//! 핵심 도메인 에러 타입.
//!
//! 파이프라인의 모든 실패는 [`ErrorKind`] 중 하나로 분류됩니다.
//! 하위 크레이트의 에러도 [`Classify`]를 구현하여 같은 분류 체계를 공유합니다.

use crate::types::SymbolColumn;
use rust_decimal::Decimal;
use std::fmt;
use thiserror::Error;

/// 실패 분류.
#[derive(Debug, Clone, Copy, PartialEq, Eq, Hash)]
pub enum ErrorKind {
    /// 어떤 표현으로도 매핑되지 않는 심볼
    UnresolvableSymbol,
    /// result/quote 블록 누락 또는 배열 길이 불일치
    MalformedResponse,
    /// 하루치 시세가 양수 조건을 만족하지 않음
    InvalidTick,
    /// 지원하지 않는 통화 코드
    UnknownCurrency,
    /// 데이터 소스 또는 메일 전송 에러
    Transport,
    /// 저장소 에러
    Persistence,
    /// 분석 계산 에러 (빈 시리즈 등)
    Analytics,
    /// 설정 에러
    Config,
}

impl ErrorKind {
    /// 해당 날짜만 건너뛰고 나머지를 계속 처리할 수 있는지 확인합니다.
    pub fn is_recoverable(&self) -> bool {
        matches!(self, ErrorKind::InvalidTick)
    }
}

impl fmt::Display for ErrorKind {
    fn fmt(&self, f: &mut fmt::Formatter<'_>) -> fmt::Result {
        let s = match self {
            ErrorKind::UnresolvableSymbol => "unresolvable_symbol",
            ErrorKind::MalformedResponse => "malformed_response",
            ErrorKind::InvalidTick => "invalid_tick",
            ErrorKind::UnknownCurrency => "unknown_currency",
            ErrorKind::Transport => "transport",
            ErrorKind::Persistence => "persistence",
            ErrorKind::Analytics => "analytics",
            ErrorKind::Config => "config",
        };
        write!(f, "{}", s)
    }
}

/// 에러를 [`ErrorKind`]로 분류하는 trait.
pub trait Classify {
    /// 에러 분류를 반환합니다.
    fn kind(&self) -> ErrorKind;
}

/// 심볼 레지스트리 에러.
#[derive(Debug, Clone, PartialEq, Eq, Error)]
pub enum SymbolError {
    /// 지원하지 않는 심볼
    #[error("지원하지 않는 심볼: {input}")]
    Unsupported { input: String },

    /// 서로 다른 항목이 같은 값을 사용 (컬럼이 달라도 중복)
    #[error("심볼 테이블 중복 ({column}): {value}")]
    Duplicate { column: SymbolColumn, value: String },
}

impl SymbolError {
    pub(crate) fn unsupported(input: impl Into<String>) -> Self {
        SymbolError::Unsupported {
            input: input.into(),
        }
    }
}

impl Classify for SymbolError {
    fn kind(&self) -> ErrorKind {
        match self {
            SymbolError::Unsupported { .. } => ErrorKind::UnresolvableSymbol,
            SymbolError::Duplicate { .. } => ErrorKind::Config,
        }
    }
}

/// 레코드 생성 시 검증 에러.
#[derive(Debug, Clone, PartialEq, Eq, Error)]
pub enum ValidationError {
    /// 0 이하의 가격
    #[error("{field} 값은 양수여야 합니다: {value}")]
    NonPositive { field: &'static str, value: Decimal },

    /// NaN/무한대 또는 누락된 값
    #[error("{field} 값이 유효한 숫자가 아닙니다")]
    NonFinite { field: &'static str },

    /// Decimal로 표현할 수 없는 값
    #[error("{field} 값이 표현 범위를 벗어났습니다: {value}")]
    OutOfRange { field: &'static str, value: String },

    /// 알 수 없는 통화
    #[error("알 수 없는 통화: {0}")]
    UnknownCurrency(String),
}

impl Classify for ValidationError {
    fn kind(&self) -> ErrorKind {
        match self {
            ValidationError::UnknownCurrency(_) => ErrorKind::UnknownCurrency,
            _ => ErrorKind::InvalidTick,
        }
    }
}

/// 분석 엔진 에러.
#[derive(Debug, Clone, PartialEq, Eq, Error)]
pub enum AnalyticsError {
    /// 레코드가 없는 시리즈
    #[error("가격 레코드가 없습니다: {symbol}")]
    EmptySeries { symbol: String },

    /// 평균이 0
    #[error("종가 평균이 0입니다: {symbol}")]
    ZeroAverage { symbol: String },

    /// Decimal 연산 오버플로
    #[error("계산 오버플로: {symbol}")]
    Overflow { symbol: String },

    /// 다른 심볼의 레코드가 섞여 있음
    #[error("심볼 불일치: 기대값 {expected}, 실제값 {found}")]
    SymbolMismatch { expected: String, found: String },

    /// 표시 이름 조회 실패
    #[error(transparent)]
    Symbol(#[from] SymbolError),
}

impl Classify for AnalyticsError {
    fn kind(&self) -> ErrorKind {
        match self {
            AnalyticsError::Symbol(e) => e.kind(),
            _ => ErrorKind::Analytics,
        }
    }
}

/// 심볼 하나의 실패 기록.
#[derive(Debug, Clone, PartialEq, Eq)]
pub struct SymbolFailure {
    /// 실패한 입력 (심볼 코드 또는 사용자 입력 원문)
    pub symbol: String,
    /// 실패 분류
    pub kind: ErrorKind,
    /// 에러 메시지
    pub reason: String,
}

impl SymbolFailure {
    /// 분류 가능한 에러로부터 실패 기록을 생성합니다.
    pub fn from_error<E>(symbol: impl Into<String>, err: &E) -> Self
    where
        E: Classify + fmt::Display + ?Sized,
    {
        Self {
            symbol: symbol.into(),
            kind: err.kind(),
            reason: err.to_string(),
        }
    }
}

impl fmt::Display for SymbolFailure {
    fn fmt(&self, f: &mut fmt::Formatter<'_>) -> fmt::Result {
        write!(f, "{}: {}", self.symbol, self.reason)
    }
}

/// 여러 심볼을 처리한 뒤 남은 실패 목록.
///
/// 실패는 입력 순서대로 보존됩니다.
#[derive(Debug, Clone, PartialEq, Eq, Error)]
#[error("{}개 심볼 처리 실패: {}", .failures.len(), join_failures(.failures))]
pub struct BatchError {
    pub failures: Vec<SymbolFailure>,
}

impl BatchError {
    /// 실패한 심볼 목록.
    pub fn symbols(&self) -> Vec<&str> {
        self.failures.iter().map(|f| f.symbol.as_str()).collect()
    }
}

fn join_failures(failures: &[SymbolFailure]) -> String {
    failures
        .iter()
        .map(ToString::to_string)
        .collect::<Vec<_>>()
        .join("; ")
}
--------------------------------------------------
> Aim of the task: Using the records above, copy each line that contains "Config".

> Response to the exercise:
    Config,
            ErrorKind::Config => "config",
            SymbolError::Duplicate { .. } => ErrorKind::Config,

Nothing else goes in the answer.